The GT725's 17-inch screen is pretty well suited to just about anything. Not only does it have a matte finish, which dramatically reduces distracting reflections, but it also offers good image quality and a high 1,920x1,200-pixel resolution. This means there's plenty of real estate for positioning application windows, icons and so on, and also for watching movies in 1080p 'Full HD'. The only drawback is the fact that it has a 16:10 aspect ratio, so most movies have black bars at the top and bottom of the picture.

Storage is handled by an ample 500GB Western Digital Scorpio Blue hard drive. This provides plenty of room to stash your assorted files, and is also relatively quiet -- an ideal trait for a laptop. It also has Western Digital's ShockGuard technology. This parks the recording heads off the surface of the disk during spin up, spin down, and when the drive is switched off, ensuring improved long-term reliability and better shock tolerance when the laptop is in transit.

One of the GT725's most interesting features is an Optiarc BD-Rom BC-5500S Blu-ray drive. This allows you to watch Blu-ray movies directly on the laptop, but you can also pipe the video -- and audio -- over the machine's HDMI port to an external display. The drive will also burn DVD and CD discs, but be warned -- it's not able to write content to blank Blu-ray media.

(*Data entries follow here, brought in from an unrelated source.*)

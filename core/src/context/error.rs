//! Error types for context operations

use std::path::PathBuf;
use thiserror::Error;

/// Errors during configuration operations
#[derive(Debug, Error)]
pub enum ConfigError {
    #[error("failed to load configuration")]
    Load(#[from] confy::ConfyError),

    #[error("failed to save configuration")]
    Save(#[source] confy::ConfyError),
}

/// Errors while loading a spell book
#[derive(Debug, Error)]
pub enum SpellBookError {
    #[error("failed to read spell book {path}")]
    Read {
        path: PathBuf,
        #[source]
        source: std::io::Error,
    },

    #[error("invalid spell book {path}")]
    Decode {
        path: PathBuf,
        #[source]
        source: toml::de::Error,
    },
}
use super::LineContext;
use crate::combat_log::record::{ChatChannel, ChatRecord};
use crate::context::intern;
use memchr::memmem;

/// A channel keyword must start within this many bytes of the action text.
pub(crate) const CHAT_KEYWORD_WINDOW: usize = 16;

const QUOTE_LEAD: &str = ", '";

#[derive(Clone, Copy)]
enum Channel {
    Say,
    Tell,
    Shout,
    Ooc,
    Auction,
    Guild,
    Group,
    Raid,
    Fellowship,
}

impl Channel {
    fn into_chat(self) -> ChatChannel {
        match self {
            Channel::Say => ChatChannel::Say,
            Channel::Tell => ChatChannel::Tell,
            Channel::Shout => ChatChannel::Shout,
            Channel::Ooc => ChatChannel::Ooc,
            Channel::Auction => ChatChannel::Auction,
            Channel::Guild => ChatChannel::Guild,
            Channel::Group => ChatChannel::Group,
            Channel::Raid => ChatChannel::Raid,
            Channel::Fellowship => ChatChannel::Fellowship,
        }
    }
}

/// Phrases following "You " up to the opening quote.
const SELF_PHRASES: [(&str, Channel); 8] = [
    ("say, '", Channel::Say),
    ("say to your guild, '", Channel::Guild),
    ("say out of character, '", Channel::Ooc),
    ("tell your party, '", Channel::Group),
    ("tell your raid, '", Channel::Raid),
    ("tell your fellowship, '", Channel::Fellowship),
    ("shout, '", Channel::Shout),
    ("auction, '", Channel::Auction),
];

/// Phrases following another sender's name up to the quote lead.
const OTHER_PHRASES: [(&str, Channel); 9] = [
    (" says out of character", Channel::Ooc),
    (" says", Channel::Say),
    (" tells you", Channel::Tell),
    (" tells the guild", Channel::Guild),
    (" tells the group", Channel::Group),
    (" tells the raid", Channel::Raid),
    (" tells the fellowship", Channel::Fellowship),
    (" shouts", Channel::Shout),
    (" auctions", Channel::Auction),
];

pub(super) fn classify(ctx: &LineContext<'_>, text: &str) -> Option<ChatRecord> {
    if let Some(rest) = text.strip_prefix("You ")
        && let Some(record) = classify_self(ctx, rest)
    {
        return Some(record);
    }
    classify_other(ctx, text)
}

fn quoted(text: &str) -> String {
    text.strip_suffix('\'').unwrap_or(text).to_string()
}

fn classify_self(ctx: &LineContext<'_>, rest: &str) -> Option<ChatRecord> {
    let sender = intern(ctx.player());

    for (phrase, channel) in SELF_PHRASES {
        if let Some(body) = rest.strip_prefix(phrase) {
            return Some(ChatRecord {
                channel: channel.into_chat(),
                sender,
                receiver: None,
                text: quoted(body),
            });
        }
    }

    // "You told Kazint, '...'" and "You tell general:1, '...'"
    let pos = memmem::find(rest.as_bytes(), QUOTE_LEAD.as_bytes())?;
    let head = &rest[..pos];
    let body = quoted(&rest[pos + QUOTE_LEAD.len()..]);

    if let Some(receiver) = head.strip_prefix("told ")
        && !receiver.is_empty()
    {
        return Some(ChatRecord {
            channel: ChatChannel::Tell,
            sender,
            receiver: Some(intern(receiver)),
            text: body,
        });
    }

    let (name, _) = head.strip_prefix("tell ")?.split_once(':')?;
    if name.is_empty() || name.contains(' ') {
        return None;
    }
    Some(ChatRecord {
        channel: ChatChannel::Custom(intern(name)),
        sender,
        receiver: None,
        text: body,
    })
}

fn classify_other(ctx: &LineContext<'_>, text: &str) -> Option<ChatRecord> {
    let pos = memmem::find(text.as_bytes(), QUOTE_LEAD.as_bytes())?;
    let head = &text[..pos];
    let body = &text[pos + QUOTE_LEAD.len()..];

    for (phrase, channel) in OTHER_PHRASES {
        if let Some(sender) = head.strip_suffix(phrase) {
            if sender.is_empty() || sender.len() > CHAT_KEYWORD_WINDOW {
                return None;
            }

            if matches!(channel, Channel::Guild | Channel::Group | Channel::Raid) {
                ctx.register_player(sender);
            }
            let receiver = matches!(channel, Channel::Tell).then(|| intern(ctx.player()));
            return Some(ChatRecord {
                channel: channel.into_chat(),
                sender: intern(sender),
                receiver,
                text: quoted(body),
            });
        }
    }

    // "Kazint tells general:1, '...'"
    let keyword = memmem::find(head.as_bytes(), b" tells ")?;
    if keyword == 0 || keyword > CHAT_KEYWORD_WINDOW {
        return None;
    }
    let (name, number) = head[keyword + " tells ".len()..].split_once(':')?;
    if name.is_empty() || name.contains(' ') || !number.bytes().all(|b| b.is_ascii_digit()) {
        return None;
    }
    Some(ChatRecord {
        channel: ChatChannel::Custom(intern(name)),
        sender: intern(&head[..keyword]),
        receiver: None,
        text: quoted(body),
    })
}
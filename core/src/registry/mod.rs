//! Collaborators the classifiers query and update.
//!
//! Both are traits so the engine can run against fakes in tests and against
//! application-owned stores in production.

mod identity;
mod spells;

pub use identity::{IdentityRegistry, PlayerRegistry, is_possible_player_name};
pub use spells::{SpellBook, SpellCatalog, SpellDefinition, SpellResolution, abbreviate};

The GT725 sports 802.11b/g/n Wi-Fi networking, Bluetooth and Gigabit Ethernet. MSI also throws in a copy of Windows Vista Home Premium and a two-year collect-and-return warranty.

Performance
The GT725 refused to run our full PCMark05 and 3DMark06 benchmark tests, but we were able to test the speed of the CPU in isolation. In the CPU suite component of PCMark05, the Q9000 quad-core CPU romped its way to a score of 6,077 -- an impressive tally. We were, understandably, expecting big things with the turbo button pressed, but were disappointed to see a clock speed improvement of just 80MHz, which translated to a CPU suite test result of 6,313. That's certainly slightly faster, but to use the word 'turbo' is to overstate the case.

The GT725 isn't any good away from the mains. It lasted a paltry 38 minutes in Battery Eater's intensive Classic test, which is designed to run the battery down as quickly as possible. It should last just over an hour with more sedate use, but we recommend keeping the power brick nearby just in case.

Conclusion
The MSI GT725 is a fast and well-equipped laptop, with a relatively low price tag. It's definitely worth considering if gaming or media playback is a priority, but there's no getting away from the fact its closest rivals, such as the Alienware M17, are more aesthetically pleasing.